I went to Luther Jackson where I met the people who are the closest things I
have to friends and I finally met my second side who was always a part of me and
we were just so one that it was hard to tell us apart. It's name was Doom and it
has been the nearest thing to a friend I've ever had. It's always there and
it needs me and I love that feeling of being loved by something even if it was
the existence of that little bit everyone that know their going to die or the
fact that the world is going to eventually go up and well we could go on
forever. I found out that I was a sadist and that I, well, always hated people.

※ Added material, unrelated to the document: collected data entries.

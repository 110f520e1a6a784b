use anyhow::Result;

// Public modules
pub mod models;
pub mod cli;
pub mod config;
pub mod matcher;
pub mod resolver;
pub mod fetch;
pub mod refresh;
pub mod render;
pub mod download;
pub mod archive;

// Re-export commonly used types
pub use models::*;
pub use anyhow::{Context, Result as AnyhowResult};

// Common type aliases
pub type RelgetResult<T> = Result<T>;
fn main() -> anyhow::Result<()> {
    relget::cli::run()
}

Everyone asks why I say that because I'm people, but I'm not. I'm one of the few
people who isn't a person, I'm just me. I don't like the human race because I
know that all my pain comes from them but I also know that somehow I don't want
them destroyed or at least so dead they can ignore my pain. I want them to
feel my pain. I asked them to listen to me but no one ever does they always
assume I'm just a mean person and that nothing is wrong with me.

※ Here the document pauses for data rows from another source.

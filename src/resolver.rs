use crate::models::{Config, Repository};
use anyhow::{Context, Result};
use std::fs;

/// Parsed form of the free-form `fetch` argument
#[derive(Debug, Clone, PartialEq)]
pub enum FetchArg {
    /// `@path`: newline-delimited list of installed filenames
    ListFile(String),
    /// `https://host/owner/repo[/...]`
    FullUrl { owner: String, repo: String },
    /// `owner/repo` shorthand
    Shorthand { owner: String, repo: String },
    /// Bare token: filter configured repositories by installed filename
    Bare(String),
}

/// Classify the fetch argument. Rules apply in priority order: leading `@`
/// is a list file, a `/` means a repository reference, anything else is a
/// filename filter.
pub fn parse_fetch_arg(arg: &str) -> Result<FetchArg> {
    if let Some(path) = arg.strip_prefix('@') {
        return Ok(FetchArg::ListFile(path.to_string()));
    }
    if arg.contains('/') {
        let bits: Vec<&str> = arg.split('/').collect();
        if bits[0] == "https:" {
            // https://host/owner/repo => segments 3 and 4
            if bits.len() < 5 || bits[3].is_empty() || bits[4].is_empty() {
                anyhow::bail!("malformed repository URL: {arg}");
            }
            return Ok(FetchArg::FullUrl {
                owner: bits[3].to_string(),
                repo: bits[4].to_string(),
            });
        }
        if bits.len() < 2 || bits[0].is_empty() || bits[1].is_empty() {
            anyhow::bail!("malformed owner/repo argument: {arg}");
        }
        return Ok(FetchArg::Shorthand {
            owner: bits[0].to_string(),
            repo: bits[1].to_string(),
        });
    }
    Ok(FetchArg::Bare(arg.to_string()))
}

/// Repositories to consider for one invocation, with the filename filter
/// derived from the fetch argument. An empty `names` list means every
/// repository passes.
#[derive(Debug, Clone, Default)]
pub struct Selection {
    pub repos: Vec<Repository>,
    pub names: Vec<String>,
}

/// Expand the fetch argument into the repositories to consider. Repository
/// references produce one transient descriptor not drawn from
/// configuration; everything else filters the configured set.
pub fn resolve(config: &Config, argument: Option<&str>) -> Result<Selection> {
    let Some(arg) = argument else {
        return Ok(Selection {
            repos: config.repositories.clone(),
            names: Vec::new(),
        });
    };

    match parse_fetch_arg(arg)? {
        FetchArg::ListFile(path) => {
            let content = fs::read_to_string(&path)
                .with_context(|| format!("error opening file {path}"))?;
            let names = content
                .lines()
                .map(str::trim)
                .filter(|line| !line.is_empty())
                .map(str::to_string)
                .collect();
            Ok(Selection {
                repos: config.repositories.clone(),
                names,
            })
        }
        FetchArg::FullUrl { owner, repo } | FetchArg::Shorthand { owner, repo } => {
            let direct = Repository {
                name: format!("{owner}/{repo}"),
                file: repo.clone(),
                ..Default::default()
            };
            Ok(Selection {
                repos: vec![direct],
                names: vec![repo],
            })
        }
        FetchArg::Bare(name) => Ok(Selection {
            repos: config.repositories.clone(),
            names: vec![name],
        }),
    }
}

Doom has been the only thing stopping me from probably doing more damage to
myself. It was Doom that finally made me take a test on myself to see what
mental disorder I had. I did take a test on-line and out of three times I always
came back Schizo and borderline personality disorder (BPD). No other disorder just those and I'm not going to a
professional because that would mean being drugged and Doom doesn't like drugs,
they scare it and I know they are addictive. Doom probably could be considered
that little voice in my head but I also know that I talk to myself a lot never
out loud because that would mean I have a problem. Doom is currently sleeping in
my pain and writhing in it's own. I introduced it to my friends and they didn't
see the point to it and they wanted nothing to do with it. Doom is a wreck
because of that and I want it to feel better. It's the only thing that
takes care of me when I feel bad and I have to tell someone, it forces me
to. It had never hurt me and it laughs at the examples of it being a figure
of my imagination. It's not going anywhere and I know that but I can't
stand the pain it brings but it also brings love and some hope. My friends
hate it and I've been told I have BPD and I'm a Schizo, there is nothing
either of us can do to help each other and the pain bottled up through the ages
of trying to keep myself happy enough not to be caught are going to eventually
catch up with us but hopefully I can stab them off until I'm dead and if there
is an afterlife I'll have plenty of time to think about my actions, heaven or
hell.
Just recently I have noticed that my friends aren't my friends and I don't know
why I even bother but I want to help them. My friend Lauren yells at me for
being so self absorbed and saying bad stuff about myself. I don't know why but
I've thought about suicide several times but I always am rational enough to not
continue with it. I have many ways of doing it as well because no one knows what
I am, how much pain I'm in or about how Doom feels and how they've treated me.
There are so many knives in my house and I'm pretty good with a blade....I
already have scars on my hand. They're from my favorite knife and so small they
look like paper cuts but they're not and I'm pleased by them and I wish they
were bleeding and I'm not done yet. I have decided to make them into a design.
Which also might make me a masochist. Either way whether I have BPD and Schizo
or not, I had to tell someone and since I have all the symptoms of borderline
personality disorder and
Schizo I thought I'd write my story down.